File it under “proof of concept for non-verbal prayer” except, whoops!, you’re bidden to type your prayers in. I’ve been waiting to advise you kinesthetic folk — line up, single file, no shoving but movement permitted — out there to consider moving representations (pictures, say, but be creative) of your objects of prayer towards an icon of Christ in a prayerful mode. Just let the action be, without necessarily resorting to spoken or mental speech. Nothing unorthodox about this, seeing that Christians proclaim Christ in the flesh as the icon of God. An alternative to lighting candles for everything, and speaks to the “shrine instinct” (for lack of a better term, and no deprecation intended) that some Westerners find appealing in Eastern religions.

In those churches — here I’m pitching directly to the Unitarian Universalists — that still have Christian communion, this presents an opportunity for holy baking in the mode of presenting bread for the gifts in the Eastern churches. As the bread and wine become the icon of Christ in the Thanksgiving, so the prayers (sometimes delivered with the bread written on paper, but there’s no need to get too literal here, literally) are identified with Christ the True Priest in their offering. I know this will read as superstition and folk religion to some, but I’d urge a consideration of the practice based on what we know about learning styles, and thence, to how we apply and proclaim our faith.

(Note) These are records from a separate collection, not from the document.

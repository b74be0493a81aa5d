use std::path::{Path, PathBuf};

use anyhow::{bail, Context};
use homedir::my_home;
use serde::{Deserialize, Serialize};

use crate::semantic::DEFAULT_MODEL;
use crate::store::{RebuildStrategy, StoreOptions};

const CONFIG_FILE_NAME: &str = "config.yaml";

/// Environment variable overriding the base directory
pub const BASE_PATH_ENV: &str = "JOBMATCH_BASE_PATH";

const DEFAULT_HASH_DIMENSIONS: usize = 384;
const DEFAULT_K: usize = 10;
/// Default model download timeout in seconds
const DEFAULT_DOWNLOAD_TIMEOUT_SECS: u64 = 300;
const DEFAULT_LISTEN: &str = "0.0.0.0:8080";

#[derive(Clone, Debug, Serialize, Deserialize)]
pub struct Config {
    /// Embedding model name, or "hash" for the built-in hashing encoder
    #[serde(default = "default_model")]
    pub model: String,

    /// Vector size of the hashing encoder
    #[serde(default = "default_hash_dimensions")]
    pub hash_dimensions: usize,

    /// How the index is rebuilt after a removal
    #[serde(default)]
    pub rebuild: RebuildStrategy,

    /// Persist both stores after every add and remove
    #[serde(default = "default_true")]
    pub autosave: bool,

    /// Worker count for batch matching: "auto" or a positive integer
    #[serde(default = "default_batch_parallelism")]
    pub batch_parallelism: String,

    /// Number of matches returned when a request does not say
    #[serde(default = "default_k")]
    pub default_k: usize,

    /// Timeout for model download in seconds
    #[serde(default = "default_download_timeout_secs")]
    pub download_timeout_secs: u64,

    /// Daemon listen address
    #[serde(default = "default_listen")]
    pub listen: String,

    #[serde(skip_serializing, skip_deserializing)]
    base_path: PathBuf,
}

impl Default for Config {
    fn default() -> Self {
        Self {
            model: default_model(),
            hash_dimensions: DEFAULT_HASH_DIMENSIONS,
            rebuild: RebuildStrategy::default(),
            autosave: true,
            batch_parallelism: default_batch_parallelism(),
            default_k: DEFAULT_K,
            download_timeout_secs: DEFAULT_DOWNLOAD_TIMEOUT_SECS,
            listen: default_listen(),
            base_path: PathBuf::new(),
        }
    }
}

fn default_model() -> String {
    DEFAULT_MODEL.to_string()
}

fn default_hash_dimensions() -> usize {
    DEFAULT_HASH_DIMENSIONS
}

fn default_true() -> bool {
    true
}

fn default_batch_parallelism() -> String {
    "auto".to_string()
}

fn default_k() -> usize {
    DEFAULT_K
}

fn default_download_timeout_secs() -> u64 {
    DEFAULT_DOWNLOAD_TIMEOUT_SECS
}

fn default_listen() -> String {
    DEFAULT_LISTEN.to_string()
}

/// Base directory: `$JOBMATCH_BASE_PATH` or `~/.local/share/jobmatch`.
pub fn base_path() -> anyhow::Result<PathBuf> {
    if let Ok(path) = std::env::var(BASE_PATH_ENV) {
        return Ok(PathBuf::from(path));
    }

    let home = my_home()
        .context("Could not determine home directory")?
        .context("Home directory path is empty")?;
    Ok(home.join(".local/share/jobmatch"))
}

impl Config {
    fn validate(&self) -> anyhow::Result<()> {
        // "auto" or positive integer
        if self.batch_parallelism != "auto" {
            match self.batch_parallelism.parse::<usize>() {
                Ok(0) | Err(_) => bail!(
                    "batch_parallelism must be 'auto' or a positive integer, got '{}'",
                    self.batch_parallelism
                ),
                Ok(_) => {}
            }
        }

        if self.default_k == 0 {
            bail!("default_k must be greater than 0");
        }

        if self.hash_dimensions == 0 {
            bail!("hash_dimensions must be greater than 0");
        }
        // The vector file header stores dimensions as u16
        if self.hash_dimensions > u16::MAX as usize {
            bail!(
                "hash_dimensions must be at most {}, got {}",
                u16::MAX,
                self.hash_dimensions
            );
        }

        if self.download_timeout_secs == 0 {
            bail!("download_timeout_secs must be greater than 0");
        }

        if self.model.trim().is_empty() {
            bail!("model must not be empty");
        }

        Ok(())
    }

    pub fn load() -> anyhow::Result<Self> {
        Self::load_with(&base_path()?)
    }

    pub fn load_with(base_path: &Path) -> anyhow::Result<Self> {
        let config_path = base_path.join(CONFIG_FILE_NAME);

        // create new if does not exist
        if !config_path.exists() {
            std::fs::create_dir_all(base_path)
                .with_context(|| format!("Failed to create {}", base_path.display()))?;
            std::fs::write(&config_path, serde_yml::to_string(&Self::default())?)
                .with_context(|| format!("Failed to write {}", config_path.display()))?;
        }

        let config_str = std::fs::read_to_string(&config_path)
            .with_context(|| format!("Failed to read {}", config_path.display()))?;
        let mut config: Self = serde_yml::from_str(&config_str).context("config is malformed")?;

        config.base_path = base_path.to_path_buf();

        config.validate()?;

        // resave in case config version needs an upgrade
        if config_str != serde_yml::to_string(&config)? {
            config.save()?;
        }

        Ok(config)
    }

    pub fn save(&self) -> anyhow::Result<()> {
        let config_str = serde_yml::to_string(&self)?;
        std::fs::write(self.base_path.join(CONFIG_FILE_NAME), config_str)
            .context("Failed to save config")?;
        Ok(())
    }

    pub fn base_path(&self) -> &Path {
        &self.base_path
    }

    /// Override the base directory of an in-memory config.
    pub fn with_base_path(mut self, base_path: &Path) -> Self {
        self.base_path = base_path.to_path_buf();
        self
    }

    /// Resolved batch worker count.
    pub fn parallelism(&self) -> usize {
        self.batch_parallelism
            .parse::<usize>()
            .ok()
            .filter(|n| *n > 0)
            .unwrap_or_else(|| {
                std::thread::available_parallelism()
                    .map(|n| n.get())
                    .unwrap_or(1)
            })
    }

    pub fn store_options(&self) -> StoreOptions {
        StoreOptions {
            rebuild: self.rebuild,
            autosave: self.autosave,
        }
    }
}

Consider this: I was the supply preacher to a little Universalist heritage church in South Carolina before moving to Washington. The bread was smushed Wonder Bread, diced: a format many low church folk will recognize. But the wine was the made by a man, already dead, who was well loved in the church, and they were getting down to the dregs of the last bottle. They used trays and small glasses, and had a grape juice option. A church member brought the wine each communion Sunday and recollected its vintner. The cups were prepared, the prayers said, and the communion shared. And all the excess wine was returned to the bottle for the next month. . . .

You tell me what that was about, if not an unspoken prayer.